= Task statement =
Your answer must be every line of the data that holds the string "configuration".

━━ Supplied records

//! Storage driver contract: durable record storage, the concurrency-safe
//! claim operation, and the staged unit of work the emitter and processor
//! commit through.

use std::any::Any;
use std::collections::BTreeSet;

use async_trait::async_trait;
use serde_json::Value;

use crate::error::OutboxResult;
use crate::record::OutboxRecord;

#[derive(Debug, Clone, Copy, PartialEq, Eq)]
pub enum EntityOpKind {
    Persist,
    Remove,
}

/// A buffered business-entity write. The payload is opaque to the engine;
/// the driver committing the unit of work downcasts it to the entity
/// representation it understands and rejects anything else with
/// `UnsupportedEntity`.
pub struct EntityOp {
    pub kind: EntityOpKind,
    pub entity: Box<dyn Any + Send>,
}

impl EntityOp {
    pub fn persist(entity: impl Any + Send) -> Self {
        Self {
            kind: EntityOpKind::Persist,
            entity: Box::new(entity),
        }
    }

    pub fn remove(entity: impl Any + Send) -> Self {
        Self {
            kind: EntityOpKind::Remove,
            entity: Box::new(entity),
        }
    }
}

/// Result of one claim cycle.
///
/// `pending` records had their `attempt_at` extended and are to be
/// dispatched; `dead_lettered` records just exhausted their retry budget and
/// must be routed to the dead-letter hooks, never dispatched.
#[derive(Debug, Default)]
pub struct ClaimedBatch {
    pub pending: Vec<OutboxRecord>,
    pub dead_lettered: Vec<OutboxRecord>,
}

/// Staged writes committed in one storage transaction. Buffers are inert
/// until `commit`; dropping an uncommitted unit of work discards them.
#[async_trait]
pub trait UnitOfWork: Send {
    /// Buffer a business-entity write. Fails fast with `UnsupportedEntity`
    /// when the payload is not a kind this driver can write.
    fn stage_entity(&mut self, op: EntityOp) -> OutboxResult<()>;

    /// Buffer the insert of a new outbox record.
    fn stage_insert_record(&mut self, record: OutboxRecord);

    /// Buffer a delivered-set update. Only `delivered_to_listeners` is
    /// written; `retry_count`, `attempt_at`, and `status` belong to the
    /// claim operation.
    fn stage_mark_delivered(&mut self, record_id: i64, delivered: BTreeSet<String>);

    /// Buffer the removal of a fully delivered record.
    fn stage_remove_record(&mut self, record_id: i64);

    /// Open one transaction, execute every staged write, commit. On failure
    /// everything rolls back. Returns the inserted records with their
    /// storage-assigned ids.
    async fn commit(self: Box<Self>) -> OutboxResult<Vec<OutboxRecord>>;
}

/// Pluggable persistence backend.
///
/// The claim algorithm is the contract's heart: select up to `limit` rows
/// with `status = pending` and `attempt_at <= now` under a row-level
/// exclusive lock (skip-locked where the backend supports it), increment
/// each row's `retry_count`, dead-letter rows that reached the event's
/// `max_retries` (`status = failed`, `attempt_at = null`), extend the rest
/// by the event's retry delay, persist, commit. Atomicity guarantees that
/// concurrent claimers never dispatch the same record twice in one window
/// and that a crash after claim merely leaves the record eligible again
/// after the extended deadline.
#[async_trait]
pub trait StorageDriver: Send + Sync {
    /// Pure factory: an unpersisted record with `retry_count = 0`,
    /// `status = pending`, an empty delivered set, and `inserted_at = now`.
    fn create_record(
        &self,
        event_name: &str,
        payload: Value,
        expire_at: i64,
        attempt_at: i64,
    ) -> OutboxRecord;

    fn unit_of_work(&self) -> Box<dyn UnitOfWork>;

    /// Atomically claim up to `limit` due records (see trait docs).
    /// `UnknownEvent` rolls the claim transaction back and propagates.
    async fn claim_due_batch(&self, limit: usize) -> OutboxResult<ClaimedBatch>;

    /// Snapshot of pending records, oldest first. No locking, no mutation.
    async fn find_pending(&self, limit: usize) -> OutboxResult<Vec<OutboxRecord>>;

    /// Retention sweep: delete records whose `expire_at` has elapsed,
    /// whatever their state. Administrative surface, never the hot path.
    async fn sweep_expired(&self, now_ms: i64) -> OutboxResult<u64>;

    /// Flip up to `limit` dead-lettered records back to `pending` with
    /// `retry_count = 0` and the given `attempt_at`. Administrative backfill.
    async fn requeue_failed(&self, limit: usize, attempt_at: i64) -> OutboxResult<u64>;
}
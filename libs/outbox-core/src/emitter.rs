//! Transactional entry point: persists the outbox record together with the
//! caller's entity writes in one storage transaction.

use std::sync::Arc;

use anyhow::anyhow;
use tracing::{debug, warn};

use crate::clock::SharedClock;
use crate::config::EventConfigRegistry;
use crate::context::EmittedEvent;
use crate::driver::{EntityOp, StorageDriver, UnitOfWork};
use crate::error::{OutboxError, OutboxResult};
use crate::listener::ListenerRegistry;
use crate::metrics::OutboxMetrics;
use crate::middleware::MiddlewarePipeline;
use crate::processor::{EventProcessor, ProcessOutcome};
use crate::record::OutboxRecord;

pub struct OutboxEmitter {
    driver: Arc<dyn StorageDriver>,
    registry: Arc<EventConfigRegistry>,
    listeners: Arc<ListenerRegistry>,
    pipeline: Arc<MiddlewarePipeline>,
    processor: Arc<EventProcessor>,
    clock: SharedClock,
    dispatch_on_emit: bool,
    metrics: Option<OutboxMetrics>,
}

impl OutboxEmitter {
    #[allow(clippy::too_many_arguments)]
    pub fn new(
        driver: Arc<dyn StorageDriver>,
        registry: Arc<EventConfigRegistry>,
        listeners: Arc<ListenerRegistry>,
        pipeline: Arc<MiddlewarePipeline>,
        processor: Arc<EventProcessor>,
        clock: SharedClock,
        dispatch_on_emit: bool,
    ) -> Self {
        Self {
            driver,
            registry,
            listeners,
            pipeline,
            processor,
            clock,
            dispatch_on_emit,
            metrics: None,
        }
    }

    pub fn with_metrics(mut self, metrics: OutboxMetrics) -> Self {
        self.metrics = Some(metrics);
        self
    }

    /// Commit the event and the entity ops atomically. Returns the persisted
    /// record. Does not block on delivery: when local dispatch is enabled a
    /// fire-and-forget attempt is scheduled, and the poller is the delivery
    /// guarantee either way.
    pub async fn emit(
        &self,
        event: EmittedEvent,
        ops: Vec<EntityOp>,
    ) -> OutboxResult<OutboxRecord> {
        let record = self.commit_event(event, ops).await?;
        if self.dispatch_on_emit {
            self.spawn_local_dispatch(&record);
        }
        Ok(record)
    }

    /// `emit`, then run the processor for the new record against every
    /// currently registered listener and await the outcome.
    pub async fn emit_awaiting(
        &self,
        event: EmittedEvent,
        ops: Vec<EntityOp>,
    ) -> OutboxResult<(OutboxRecord, ProcessOutcome)> {
        let record = self.commit_event(event, ops).await?;

        let listeners = self.listeners.get(&record.event_name);
        if listeners.is_empty() {
            return Ok((
                record,
                ProcessOutcome {
                    delivered: Vec::new(),
                    failed: Vec::new(),
                    removed: false,
                },
            ));
        }
        let config = self
            .registry
            .resolve(&record.event_name)
            .map_err(|_| OutboxError::UnconfiguredEvent(record.event_name.clone()))?
            .clone();
        let outcome = self
            .processor
            .process(&config, record.clone(), listeners)
            .await?;
        Ok((record, outcome))
    }

    /// Stage the event and the entity ops into a caller-supplied unit of
    /// work without committing. The caller's commit (or drop) decides
    /// whether anything becomes durable.
    pub async fn stage_into(
        &self,
        event: EmittedEvent,
        ops: Vec<EntityOp>,
        uow: &mut dyn UnitOfWork,
    ) -> OutboxResult<()> {
        let record = self.prepare_record(event).await?;
        for op in ops {
            uow.stage_entity(op)?;
        }
        uow.stage_insert_record(record);
        Ok(())
    }

    /// Apply `before_emit`, resolve the configuration, and build the record.
    /// Nothing is persisted here.
    async fn prepare_record(&self, event: EmittedEvent) -> OutboxResult<OutboxRecord> {
        let event = self
            .pipeline
            .before_emit(event)
            .await
            .map_err(OutboxError::BeforeEmit)?;

        let config = self
            .registry
            .resolve(&event.name)
            .map_err(|_| OutboxError::UnconfiguredEvent(event.name.clone()))?;

        let now = self.clock.now_ms();
        let expire_at = now + config.expires_at_ttl.as_millis() as i64;
        let attempt_at = now + config.ready_to_retry_after_ttl.as_millis() as i64;
        Ok(self
            .driver
            .create_record(&event.name, event.payload, expire_at, attempt_at))
    }

    async fn commit_event(
        &self,
        event: EmittedEvent,
        ops: Vec<EntityOp>,
    ) -> OutboxResult<OutboxRecord> {
        let record = self.prepare_record(event).await?;

        let mut uow = self.driver.unit_of_work();
        for op in ops {
            uow.stage_entity(op)?;
        }
        uow.stage_insert_record(record);
        let mut inserted = uow.commit().await?;
        let record = inserted
            .pop()
            .ok_or_else(|| OutboxError::storage(anyhow!("commit returned no inserted record")))?;

        if let Some(metrics) = &self.metrics {
            metrics.emitted.inc();
        }
        debug!(
            event_id = record.id,
            event_name = %record.event_name,
            "outbox record committed"
        );
        Ok(record)
    }

    fn spawn_local_dispatch(&self, record: &OutboxRecord) {
        let listeners: Vec<_> = self
            .listeners
            .get(&record.event_name)
            .into_iter()
            .filter(|listener| !record.is_delivered_to(listener.name()))
            .collect();
        if listeners.is_empty() {
            return;
        }
        let config = match self.registry.resolve(&record.event_name) {
            Ok(config) => config.clone(),
            Err(_) => return,
        };
        let processor = Arc::clone(&self.processor);
        let record = record.clone();
        tokio::spawn(async move {
            if let Err(dispatch_error) = processor.process(&config, record, listeners).await {
                warn!(
                    error = ?dispatch_error,
                    "post-emit dispatch failed; record stays due for the poller"
                );
            }
        });
    }
}
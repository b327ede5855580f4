//! Administrative surface: synchronous drain of pending records, retention
//! sweep, and dead-letter requeue.

use std::sync::Arc;

use tracing::{info, warn};

use crate::clock::SharedClock;
use crate::config::EventConfigRegistry;
use crate::driver::StorageDriver;
use crate::error::OutboxResult;
use crate::listener::ListenerRegistry;
use crate::processor::EventProcessor;

/// Default upper bound for one `process_all_pending` pass.
pub const DEFAULT_FLUSH_LIMIT: usize = 1000;

/// Counts from one flush pass. `processed_count` is records whose remaining
/// listeners all succeeded (record removed); `failed_count` is records with
/// at least one remaining failure or a driver error during their dispatch.
#[derive(Debug, Default, Clone, Copy, PartialEq, Eq)]
pub struct FlushSummary {
    pub processed_count: usize,
    pub failed_count: usize,
}

pub struct ManualFlusher {
    driver: Arc<dyn StorageDriver>,
    registry: Arc<EventConfigRegistry>,
    listeners: Arc<ListenerRegistry>,
    processor: Arc<EventProcessor>,
    clock: SharedClock,
}

impl ManualFlusher {
    pub fn new(
        driver: Arc<dyn StorageDriver>,
        registry: Arc<EventConfigRegistry>,
        listeners: Arc<ListenerRegistry>,
        processor: Arc<EventProcessor>,
        clock: SharedClock,
    ) -> Self {
        Self {
            driver,
            registry,
            listeners,
            processor,
            clock,
        }
    }

    /// Snapshot up to `limit` pending records and dispatch each through the
    /// processor, sequentially, regardless of `attempt_at`. Claim-owned
    /// fields are untouched; the poller's schedule is unaffected.
    pub async fn process_all_pending(&self, limit: usize) -> OutboxResult<FlushSummary> {
        let records = self.driver.find_pending(limit).await?;
        let mut summary = FlushSummary::default();

        for record in records {
            let remaining: Vec<_> = self
                .listeners
                .get(&record.event_name)
                .into_iter()
                .filter(|listener| !record.is_delivered_to(listener.name()))
                .collect();
            if remaining.is_empty() {
                continue;
            }
            let config = match self.registry.resolve(&record.event_name) {
                Ok(config) => config.clone(),
                Err(resolve_error) => {
                    warn!(
                        error = ?resolve_error,
                        event_name = %record.event_name,
                        "skipping pending record with no configuration"
                    );
                    summary.failed_count += 1;
                    continue;
                }
            };

            match self.processor.process(&config, record, remaining).await {
                Ok(outcome) if outcome.fully_delivered() => summary.processed_count += 1,
                Ok(_) => summary.failed_count += 1,
                Err(dispatch_error) => {
                    warn!(error = ?dispatch_error, "manual dispatch failed");
                    summary.failed_count += 1;
                }
            }
        }

        info!(
            processed = summary.processed_count,
            failed = summary.failed_count,
            "manual flush finished"
        );
        Ok(summary)
    }

    /// Delete records whose retention TTL elapsed. Returns the count.
    pub async fn sweep_expired(&self) -> OutboxResult<u64> {
        self.driver.sweep_expired(self.clock.now_ms()).await
    }

    /// Flip up to `limit` dead-lettered records back to pending, immediately
    /// eligible for the next claim cycle. Returns the count.
    pub async fn requeue_dead_lettered(&self, limit: usize) -> OutboxResult<u64> {
        self.driver.requeue_failed(limit, self.clock.now_ms()).await
    }
}
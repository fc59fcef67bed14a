//! External process execution with output capture and a hard timeout.

use std::ffi::{OsStr, OsString};
use std::path::Path;
use std::process::Stdio;
use std::time::Duration;

use tokio::io::AsyncWriteExt;
use tokio::process::Command;
use tokio::time::timeout;

use super::{ToolError, ToolResult};
use crate::config::Secret;

/// Keep error messages readable when a tool dumps a stack trace.
const MAX_ERROR_OUTPUT: usize = 4096;

/// A single tool run: program, arguments, secret environment and optional stdin.
pub struct Invocation<'a> {
    program: &'a Path,
    args: Vec<OsString>,
    env: Vec<(&'static str, &'a Secret)>,
    stdin: Option<&'a [u8]>,
}

impl<'a> Invocation<'a> {
    pub fn new(program: &'a Path) -> Self {
        Self {
            program,
            args: Vec::new(),
            env: Vec::new(),
            stdin: None,
        }
    }

    #[must_use]
    pub fn arg(mut self, arg: impl AsRef<OsStr>) -> Self {
        self.args.push(arg.as_ref().to_os_string());
        self
    }

    #[must_use]
    pub fn args<I, S>(mut self, args: I) -> Self
    where
        I: IntoIterator<Item = S>,
        S: AsRef<OsStr>,
    {
        self.args
            .extend(args.into_iter().map(|a| a.as_ref().to_os_string()));
        self
    }

    /// Pass a secret through the environment so it never shows up in `ps`.
    #[must_use]
    pub fn secret_env(mut self, key: &'static str, value: &'a Secret) -> Self {
        self.env.push((key, value));
        self
    }

    #[must_use]
    pub fn stdin(mut self, input: &'a [u8]) -> Self {
        self.stdin = Some(input);
        self
    }

    fn tool_name(&self) -> String {
        self.program.file_name().map_or_else(
            || self.program.display().to_string(),
            |n| n.to_string_lossy().into_owned(),
        )
    }
}

/// Runs external tools, mapping failures to [`ToolError`].
#[derive(Debug, Clone)]
pub struct ToolInvoker {
    timeout: Duration,
}

impl ToolInvoker {
    pub fn new(timeout: Duration) -> Self {
        Self { timeout }
    }

    pub fn timeout(&self) -> Duration {
        self.timeout
    }

    /// Run the invocation to completion and return its combined output.
    ///
    /// A non-zero exit yields [`ToolError::Failed`]; exceeding the timeout kills
    /// the child and yields [`ToolError::TimedOut`].
    pub async fn invoke(&self, invocation: Invocation<'_>) -> ToolResult<String> {
        let tool = invocation.tool_name();
        tracing::debug!(tool = %tool, args = ?invocation.args, "Running external tool");

        let mut cmd = Command::new(invocation.program);
        cmd.args(&invocation.args)
            .stdin(if invocation.stdin.is_some() {
                Stdio::piped()
            } else {
                Stdio::null()
            })
            .stdout(Stdio::piped())
            .stderr(Stdio::piped())
            .kill_on_drop(true);
        for (key, value) in &invocation.env {
            cmd.env(key, value.expose());
        }

        let mut child = cmd.spawn().map_err(|source| ToolError::Spawn {
            tool: tool.clone(),
            source,
        })?;

        // Feeding stdin runs alongside the wait, both under the timeout, so a
        // child that never reads its input cannot stall the call.
        let stdin_pipe = child.stdin.take();
        let feed = async {
            if let (Some(input), Some(mut pipe)) = (invocation.stdin, stdin_pipe) {
                // A tool that exits without reading stdin closes the pipe; its
                // exit status decides the outcome.
                if let Err(e) = pipe.write_all(input).await {
                    tracing::debug!(tool = %tool, error = %e, "Tool closed stdin early");
                }
            }
        };
        let run = async {
            let ((), output) = tokio::join!(feed, child.wait_with_output());
            output
        };

        // Dropping the run future on timeout drops the child, which kills it.
        let result = timeout(self.timeout, run).await;
        let output = match result {
            Ok(Ok(output)) => output,
            Ok(Err(source)) => return Err(ToolError::Spawn { tool, source }),
            Err(_) => {
                tracing::warn!(tool = %tool, timeout_ms = self.timeout.as_millis(), "Tool timed out");
                return Err(ToolError::TimedOut {
                    tool,
                    timeout: self.timeout,
                });
            }
        };

        let stdout = String::from_utf8_lossy(&output.stdout);
        let stderr = String::from_utf8_lossy(&output.stderr);
        let combined = if stderr.trim().is_empty() {
            stdout.into_owned()
        } else {
            format!("{stdout}{stderr}")
        };

        if output.status.success() {
            Ok(combined)
        } else {
            let code = output.status.code();
            tracing::error!(tool = %tool, exit_code = ?code, "Tool exited with failure");
            Err(ToolError::Failed {
                tool,
                code,
                output: tail(&combined, MAX_ERROR_OUTPUT),
            })
        }
    }
}

/// Last `max` bytes of `text`, cut on a char boundary.
fn tail(text: &str, max: usize) -> String {
    if text.len() <= max {
        return text.to_string();
    }
    let mut start = text.len() - max;
    while !text.is_char_boundary(start) {
        start += 1;
    }
    format!("...{}", &text[start..])
}

#[cfg(all(test, unix))]
mod tests {
    use super::*;

    fn sh() -> &'static Path {
        Path::new("/bin/sh")
    }

    #[tokio::test]
    async fn test_invoke_captures_stdout() {
        let invoker = ToolInvoker::new(Duration::from_secs(5));
        let out = invoker
            .invoke(Invocation::new(sh()).args(["-c", "echo hello"]))
            .await
            .unwrap();
        assert_eq!(out.trim(), "hello");
    }

    #[tokio::test]
    async fn test_invoke_feeds_stdin() {
        let invoker = ToolInvoker::new(Duration::from_secs(5));
        let out = invoker
            .invoke(Invocation::new(sh()).args(["-c", "cat"]).stdin(b"piped"))
            .await
            .unwrap();
        assert_eq!(out, "piped");
    }

    #[tokio::test]
    async fn test_invoke_passes_secret_env() {
        let invoker = ToolInvoker::new(Duration::from_secs(5));
        let secret = Secret::new("s3cret");
        let out = invoker
            .invoke(
                Invocation::new(sh())
                    .args(["-c", "printf %s \"$TOOL_SECRET\""])
                    .secret_env("TOOL_SECRET", &secret),
            )
            .await
            .unwrap();
        assert_eq!(out, "s3cret");
    }

    #[tokio::test]
    async fn test_invoke_non_zero_exit() {
        let invoker = ToolInvoker::new(Duration::from_secs(5));
        let err = invoker
            .invoke(Invocation::new(sh()).args(["-c", "echo broken >&2; exit 3"]))
            .await
            .unwrap_err();

        match err {
            ToolError::Failed { code, output, .. } => {
                assert_eq!(code, Some(3));
                assert!(output.contains("broken"));
            }
            other => panic!("unexpected error: {other:?}"),
        }
    }

    #[tokio::test]
    async fn test_invoke_timeout() {
        let invoker = ToolInvoker::new(Duration::from_millis(100));
        let err = invoker
            .invoke(Invocation::new(sh()).args(["-c", "sleep 5"]))
            .await
            .unwrap_err();
        assert!(matches!(err, ToolError::TimedOut { .. }));
        assert!(err.is_execution_error());
    }

    #[tokio::test]
    async fn test_invoke_timeout_with_unread_stdin() {
        let invoker = ToolInvoker::new(Duration::from_millis(200));
        let input = vec![b'x'; 4 * 1024 * 1024];
        let started = std::time::Instant::now();
        let err = invoker
            .invoke(Invocation::new(sh()).args(["-c", "sleep 5"]).stdin(&input))
            .await
            .unwrap_err();
        assert!(matches!(err, ToolError::TimedOut { .. }), "{err:?}");
        assert!(started.elapsed() < Duration::from_secs(3));
    }

    #[tokio::test]
    async fn test_invoke_large_stdin_round_trip() {
        let invoker = ToolInvoker::new(Duration::from_secs(10));
        let input = vec![b'y'; 1024 * 1024];
        let out = invoker
            .invoke(Invocation::new(sh()).args(["-c", "cat"]).stdin(&input))
            .await
            .unwrap();
        assert_eq!(out.len(), input.len());
    }

    #[tokio::test]
    async fn test_invoke_missing_program() {
        let invoker = ToolInvoker::new(Duration::from_secs(1));
        let err = invoker
            .invoke(Invocation::new(Path::new("/nonexistent/tool")))
            .await
            .unwrap_err();
        assert!(matches!(err, ToolError::Spawn { .. }));
    }

    #[test]
    fn test_tail_truncates_on_char_boundary() {
        let text = "ééééé";
        let cut = tail(text, 3);
        assert!(cut.starts_with("..."));
        assert!(text.ends_with(cut.trim_start_matches("...")));
        assert_eq!(tail("short", 10), "short");
    }
}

━━━━

= Worked solution =
    /// Apply `before_emit`, resolve the configuration, and build the record.
                        "skipping pending record with no configuration"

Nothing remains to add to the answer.